35-45%: the death spiral begins. The Soviet Union (40-50% total extraction including the shadow economy), Yugoslavia (35-45% before dissolution, with the federal government spending 50-60% of its budget on defense alone158 and Serbia secretly issuing $1.4 billion in credits to regime allies159), Argentina (35-40%), Zimbabwe (40-55%). At this level, productive people start running the numbers and concluding that the numbers do not favor staying productive. Brain drain accelerates. Capital flees. The economist Mancur Olson identified the mechanism: when extraction is fragmented among competing actors, no single extractor has incentive to limit their take, because the cost of their extraction is spread across the whole economy while the benefit is theirs alone160. Olson called them “roving bandits.” Your civilization is manufacturing them at scale. Your military-industrial complex, your cybercrime syndicates, your corrupt institutions, each extracts independently. None internalizes the cost to the whole system. Total extraction exceeds the sustainable maximum not because any single actor is greedy, but because the structure makes restraint irrational.

50-65%: collapse becomes irreversible.
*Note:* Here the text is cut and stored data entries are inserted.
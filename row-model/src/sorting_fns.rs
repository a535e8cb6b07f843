//! FILENAME: row-model/src/sorting_fns.rs
//! Sorting function registry - named comparators plus "auto" probing.
//!
//! A sort criterion resolves to one of these comparators. `Auto` probes a
//! sample of row values: text with embedded digits gets the natural
//! (alphanumeric) compare, plain text the case-insensitive compare, dates
//! the datetime compare, everything else the basic value compare.

use std::cmp::Ordering;
use std::sync::Arc;
use table_engine::CellValue;

/// Signature of a caller-supplied comparator over row values.
pub type CustomSortingFn = Arc<dyn Fn(&CellValue, &CellValue) -> Ordering + Send + Sync>;

/// A column sort comparator.
#[derive(Clone)]
pub enum SortingFn {
    /// Probe sample values and choose a concrete comparator.
    Auto,
    /// Natural compare: digit runs compare numerically, case-insensitive.
    Alphanumeric,
    /// Natural compare, case-sensitive.
    AlphanumericCaseSensitive,
    /// Case-insensitive text compare.
    Text,
    /// Case-sensitive text compare.
    TextCaseSensitive,
    /// Compare by date (epoch milliseconds).
    Datetime,
    /// The fallback total order over cell values.
    Basic,
    /// Deferred registry lookup by name. Unknown names drop the sort
    /// criterion with a diagnostic.
    Named(String),
    /// Caller-supplied comparator.
    Custom(CustomSortingFn),
}

impl std::fmt::Debug for SortingFn {
    fn fmt(&self, f: &mut std::fmt::Formatter<'_>) -> std::fmt::Result {
        f.write_str(self.name())
    }
}

impl Default for SortingFn {
    fn default() -> Self {
        SortingFn::Auto
    }
}

impl SortingFn {
    /// Looks up a comparator by registry name.
    pub fn from_name(name: &str) -> Option<SortingFn> {
        match name {
            "auto" => Some(SortingFn::Auto),
            "alphanumeric" => Some(SortingFn::Alphanumeric),
            "alphanumericCaseSensitive" => Some(SortingFn::AlphanumericCaseSensitive),
            "text" => Some(SortingFn::Text),
            "textCaseSensitive" => Some(SortingFn::TextCaseSensitive),
            "datetime" => Some(SortingFn::Datetime),
            "basic" => Some(SortingFn::Basic),
            _ => None,
        }
    }

    /// Registry name, for diagnostics.
    pub fn name(&self) -> &str {
        match self {
            SortingFn::Auto => "auto",
            SortingFn::Alphanumeric => "alphanumeric",
            SortingFn::AlphanumericCaseSensitive => "alphanumericCaseSensitive",
            SortingFn::Text => "text",
            SortingFn::TextCaseSensitive => "textCaseSensitive",
            SortingFn::Datetime => "datetime",
            SortingFn::Basic => "basic",
            SortingFn::Named(name) => name,
            SortingFn::Custom(_) => "custom",
        }
    }

    /// Resolves `Auto` by probing samples and `Named` against the registry.
    /// Returns None when a name is unknown; the caller drops the criterion
    /// with a diagnostic.
    pub fn resolve<'a>(
        &self,
        samples: impl Iterator<Item = &'a CellValue>,
    ) -> Option<SortingFn> {
        match self {
            SortingFn::Auto => Some(Self::auto_for(samples)),
            SortingFn::Named(name) => match SortingFn::from_name(name) {
                Some(SortingFn::Auto) => Some(Self::auto_for(samples)),
                other => other,
            },
            other => Some(other.clone()),
        }
    }

    /// Chooses a concrete comparator for `Auto` by probing sample values.
    pub fn auto_for<'a>(samples: impl Iterator<Item = &'a CellValue>) -> SortingFn {
        let mut saw_text = false;
        for value in samples {
            match value {
                CellValue::Date(_) => return SortingFn::Datetime,
                CellValue::Text(s) => {
                    if s.chars().any(|c| c.is_ascii_digit()) {
                        return SortingFn::Alphanumeric;
                    }
                    saw_text = true;
                }
                CellValue::Empty => continue,
                _ => return SortingFn::Basic,
            }
        }
        if saw_text {
            SortingFn::Text
        } else {
            SortingFn::Basic
        }
    }

    /// Compares two row values. `Auto` must be resolved before this point;
    /// an unresolved `Auto` falls back to the basic compare.
    pub fn compare(&self, a: &CellValue, b: &CellValue) -> Ordering {
        match self {
            SortingFn::Auto | SortingFn::Named(_) | SortingFn::Basic => a.compare(b),
            SortingFn::Alphanumeric => {
                alphanumeric_compare(&a.display().to_lowercase(), &b.display().to_lowercase())
            }
            SortingFn::AlphanumericCaseSensitive => {
                alphanumeric_compare(&a.display(), &b.display())
            }
            SortingFn::Text => a
                .display()
                .to_lowercase()
                .cmp(&b.display().to_lowercase()),
            SortingFn::TextCaseSensitive => a.display().cmp(&b.display()),
            SortingFn::Datetime => {
                let da = date_millis(a);
                let db = date_millis(b);
                da.cmp(&db)
            }
            SortingFn::Custom(f) => f(a, b),
        }
    }
}

fn date_millis(value: &CellValue) -> i64 {
    match value {
        CellValue::Date(ms) => *ms,
        CellValue::Number(n) => n.as_f64() as i64,
        _ => i64::MIN,
    }
}

/// Natural string compare: runs of digits compare as numbers, everything
/// else compares character-wise. "item2" sorts before "item10".
fn alphanumeric_compare(a: &str, b: &str) -> Ordering {
    let mut ca = a.chars().peekable();
    let mut cb = b.chars().peekable();

    loop {
        match (ca.peek().copied(), cb.peek().copied()) {
            (None, None) => return Ordering::Equal,
            (None, Some(_)) => return Ordering::Less,
            (Some(_), None) => return Ordering::Greater,
            (Some(x), Some(y)) => {
                if x.is_ascii_digit() && y.is_ascii_digit() {
                    let na = take_number(&mut ca);
                    let nb = take_number(&mut cb);
                    match na.cmp(&nb) {
                        Ordering::Equal => continue,
                        ord => return ord,
                    }
                }
                match x.cmp(&y) {
                    Ordering::Equal => {
                        ca.next();
                        cb.next();
                    }
                    ord => return ord,
                }
            }
        }
    }
}

/// Consumes a run of ASCII digits and returns its numeric value.
/// Leading zeros are insignificant (compared as numbers).
fn take_number(chars: &mut std::iter::Peekable<std::str::Chars>) -> u128 {
    let mut n: u128 = 0;
    while let Some(c) = chars.peek().copied() {
        if let Some(d) = c.to_digit(10) {
            n = n.saturating_mul(10).saturating_add(d as u128);
            chars.next();
        } else {
            break;
        }
    }
    n
}

#[cfg(test)]
mod tests {
    use super::*;

    #[test]
    fn test_alphanumeric_natural_order() {
        let f = SortingFn::Alphanumeric;
        assert_eq!(
            f.compare(&CellValue::text("item2"), &CellValue::text("item10")),
            Ordering::Less
        );
        assert_eq!(
            f.compare(&CellValue::text("Item2"), &CellValue::text("item2")),
            Ordering::Equal
        );
        assert_eq!(
            f.compare(&CellValue::text("a100"), &CellValue::text("a99")),
            Ordering::Greater
        );
    }

    #[test]
    fn test_alphanumeric_case_sensitive() {
        let f = SortingFn::AlphanumericCaseSensitive;
        assert_ne!(
            f.compare(&CellValue::text("Item2"), &CellValue::text("item2")),
            Ordering::Equal
        );
    }

    #[test]
    fn test_text_compare() {
        let f = SortingFn::Text;
        assert_eq!(
            f.compare(&CellValue::text("Apple"), &CellValue::text("banana")),
            Ordering::Less
        );
    }

    #[test]
    fn test_datetime_compare() {
        let f = SortingFn::Datetime;
        assert_eq!(
            f.compare(&CellValue::Date(1_000), &CellValue::Date(2_000)),
            Ordering::Less
        );
    }

    #[test]
    fn test_basic_compare_numbers() {
        let f = SortingFn::Basic;
        assert_eq!(
            f.compare(&CellValue::number(1.0), &CellValue::number(2.0)),
            Ordering::Less
        );
    }

    #[test]
    fn test_auto_probing() {
        let digits = [CellValue::text("abc123")];
        assert!(matches!(
            SortingFn::auto_for(digits.iter()),
            SortingFn::Alphanumeric
        ));

        let plain = [CellValue::text("abc")];
        assert!(matches!(SortingFn::auto_for(plain.iter()), SortingFn::Text));

        let dates = [CellValue::Date(0)];
        assert!(matches!(
            SortingFn::auto_for(dates.iter()),
            SortingFn::Datetime
        ));

        let numbers = [CellValue::number(1.0)];
        assert!(matches!(
            SortingFn::auto_for(numbers.iter()),
            SortingFn::Basic
        ));
    }

    #[test]
    fn test_registry_lookup() {
        assert!(SortingFn::from_name("alphanumeric").is_some());
        assert!(SortingFn::from_name("datetime").is_some());
        assert!(SortingFn::from_name("bogus").is_none());
    }

    #[test]
    fn test_named_resolution() {
        let named = SortingFn::Named("text".to_string());
        assert!(matches!(
            named.resolve(std::iter::empty()),
            Some(SortingFn::Text)
        ));
        let unknown = SortingFn::Named("bogus".to_string());
        assert!(unknown.resolve(std::iter::empty()).is_none());
    }
}
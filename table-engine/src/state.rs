//! FILENAME: table-engine/src/state.rs
//! Table State - the caller-owned, serializable state substrate.
//!
//! This is the only mutable state in the system. Pipeline stages read
//! immutable snapshots of these slices and never write back; mutation goes
//! through explicit setters on the table facade, which replace a slice and
//! thereby invalidate the memoized stages that depend on it.

use rustc_hash::FxHashMap;
use serde::{Deserialize, Serialize};
use crate::value::CellValue;

/// Identifier of a column within a table instance.
pub type ColumnId = String;

/// Identifier of a row within a row model.
pub type RowId = String;

// ============================================================================
// FILTERING STATE
// ============================================================================

/// One active column filter: the column it targets and the filter value.
///
/// The value's shape depends on the filter function: text for substring
/// matches, a list for containment filters, a two-element list for
/// number ranges (with `Empty` marking an open bound).
#[derive(Debug, Clone, PartialEq, Serialize, Deserialize)]
pub struct ColumnFilter {
    pub id: ColumnId,
    pub value: CellValue,
}

// ============================================================================
// SORTING STATE
// ============================================================================

/// One sort criterion. Criteria are applied in list order; earlier entries
/// win, later entries break ties.
#[derive(Debug, Clone, PartialEq, Eq, Serialize, Deserialize)]
pub struct ColumnSort {
    pub id: ColumnId,
    pub desc: bool,
}

// ============================================================================
// COLUMN PRESENTATION STATE
// ============================================================================

/// Which side a column is pinned to.
#[derive(Debug, Clone, Copy, PartialEq, Eq, Serialize, Deserialize)]
pub enum PinSide {
    Left,
    Right,
}

/// Pinned column ids, per side. Columns on neither list are "center".
#[derive(Debug, Clone, Default, PartialEq, Eq, Serialize, Deserialize)]
pub struct ColumnPinning {
    #[serde(default)]
    pub left: Vec<ColumnId>,
    #[serde(default)]
    pub right: Vec<ColumnId>,
}

impl ColumnPinning {
    /// Returns the pin side of a column, if it is pinned at all.
    pub fn side_of(&self, id: &str) -> Option<PinSide> {
        if self.left.iter().any(|c| c == id) {
            Some(PinSide::Left)
        } else if self.right.iter().any(|c| c == id) {
            Some(PinSide::Right)
        } else {
            None
        }
    }
}

// ============================================================================
// EXPANSION STATE
// ============================================================================

/// Which rows are expanded. `All` expands every row with children.
#[derive(Debug, Clone, PartialEq, Eq, Serialize, Deserialize)]
pub enum ExpandedState {
    All,
    Rows(FxHashMap<RowId, bool>),
}

impl ExpandedState {
    pub fn is_expanded(&self, id: &str) -> bool {
        match self {
            ExpandedState::All => true,
            ExpandedState::Rows(map) => map.get(id).copied().unwrap_or(false),
        }
    }

    /// Returns true if no row is expanded.
    pub fn is_collapsed_everywhere(&self) -> bool {
        match self {
            ExpandedState::All => false,
            ExpandedState::Rows(map) => !map.values().any(|v| *v),
        }
    }
}

impl Default for ExpandedState {
    fn default() -> Self {
        ExpandedState::Rows(FxHashMap::default())
    }
}

// ============================================================================
// PAGINATION STATE
// ============================================================================

/// The pagination cursor: which page, and how many top-level rows per page.
#[derive(Debug, Clone, Copy, PartialEq, Eq, Serialize, Deserialize)]
pub struct PaginationState {
    pub page_index: usize,
    pub page_size: usize,
}

impl Default for PaginationState {
    fn default() -> Self {
        PaginationState {
            page_index: 0,
            page_size: 10,
        }
    }
}

// ============================================================================
// MAIN STATE STRUCT
// ============================================================================

/// The complete table state. Every field has a serde default so partial
/// state snapshots deserialize cleanly.
#[derive(Debug, Clone, Default, PartialEq, Serialize, Deserialize)]
pub struct TableState {
    /// Active per-column filters, in application order.
    #[serde(default)]
    pub column_filters: Vec<ColumnFilter>,

    /// The global filter value, applied across globally filterable columns.
    #[serde(default)]
    pub global_filter: Option<CellValue>,

    /// Active sort criteria, outermost first.
    #[serde(default)]
    pub sorting: Vec<ColumnSort>,

    /// Grouping column ids, outermost first.
    #[serde(default)]
    pub grouping: Vec<ColumnId>,

    /// Column visibility overrides. Absent columns are visible.
    #[serde(default)]
    pub column_visibility: FxHashMap<ColumnId, bool>,

    /// Explicit column order. Columns not listed keep definition order
    /// after the listed ones.
    #[serde(default)]
    pub column_order: Vec<ColumnId>,

    /// Pinned columns per side.
    #[serde(default)]
    pub column_pinning: ColumnPinning,

    /// Column width overrides, in pixels.
    #[serde(default)]
    pub column_sizing: FxHashMap<ColumnId, f64>,

    /// Expanded rows.
    #[serde(default)]
    pub expanded: ExpandedState,

    /// Pagination cursor.
    #[serde(default)]
    pub pagination: PaginationState,

    /// Selected rows. Absence means unselected.
    #[serde(default)]
    pub row_selection: FxHashMap<RowId, bool>,
}

impl TableState {
    /// Returns the filter value for a column, if one is active.
    pub fn column_filter_value(&self, id: &str) -> Option<&CellValue> {
        self.column_filters
            .iter()
            .find(|f| f.id == id)
            .map(|f| &f.value)
    }

    /// Returns the position of a column in the sorting list, if sorted.
    pub fn sort_index(&self, id: &str) -> Option<usize> {
        self.sorting.iter().position(|s| s.id == id)
    }

    /// Returns true if the column participates in the current grouping.
    pub fn is_grouped(&self, id: &str) -> bool {
        self.grouping.iter().any(|g| g == id)
    }

    /// Returns true if the row is currently selected.
    pub fn is_row_selected(&self, id: &str) -> bool {
        self.row_selection.get(id).copied().unwrap_or(false)
    }
}

#[cfg(test)]
mod tests {
    use super::*;

    #[test]
    fn test_default_state_is_inactive() {
        let state = TableState::default();
        assert!(state.column_filters.is_empty());
        assert!(state.global_filter.is_none());
        assert!(state.sorting.is_empty());
        assert!(state.grouping.is_empty());
        assert!(state.expanded.is_collapsed_everywhere());
        assert_eq!(state.pagination.page_index, 0);
        assert_eq!(state.pagination.page_size, 10);
    }

    #[test]
    fn test_pinning_side_of() {
        let pinning = ColumnPinning {
            left: vec!["a".to_string()],
            right: vec!["b".to_string()],
        };
        assert_eq!(pinning.side_of("a"), Some(PinSide::Left));
        assert_eq!(pinning.side_of("b"), Some(PinSide::Right));
        assert_eq!(pinning.side_of("c"), None);
    }

    #[test]
    fn test_expanded_state_all() {
        let expanded = ExpandedState::All;
        assert!(expanded.is_expanded("anything"));
        assert!(!expanded.is_collapsed_everywhere());
    }

    #[test]
    fn test_state_deserializes_from_partial_json() {
        let state: TableState =
            serde_json::from_str(r#"{"sorting":[{"id":"amount","desc":true}]}"#).unwrap();
        assert_eq!(state.sorting.len(), 1);
        assert!(state.sorting[0].desc);
        assert!(state.column_filters.is_empty());
    }

    #[test]
    fn test_column_filter_value_lookup() {
        let mut state = TableState::default();
        state.column_filters.push(ColumnFilter {
            id: "status".to_string(),
            value: CellValue::text("Active"),
        });
        assert_eq!(
            state.column_filter_value("status"),
            Some(&CellValue::text("Active"))
        );
        assert_eq!(state.column_filter_value("other"), None);
    }
}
Venezuela (60-70%), Lebanon (50-65%), Syria (45-65%, where one man’s crony network controlled 60% of the economy161), North Korea (50-60%, spending 22-24% of GDP on military alone162 before counting total state extraction). Recovery at this stage requires not reform but replacement. The institutions that could fix the problem ARE the problem. The people who could fix the institutions have left.

70-90%: failed state equilibrium. Somalia (80-90%), Haiti (60-80%), DRC (55-70%), Libya post-2014 (70-80%, where oil accounts for 65% of GDP and 98% of government revenue163, and militias decide who gets it). The productive economy is a rounding error. These countries are not “developing.” They have reached equilibrium. The equilibrium is misery. And it is stable, because the extractive structure is self-reinforcing: the worse things get, the more rational extraction becomes, which makes things worse.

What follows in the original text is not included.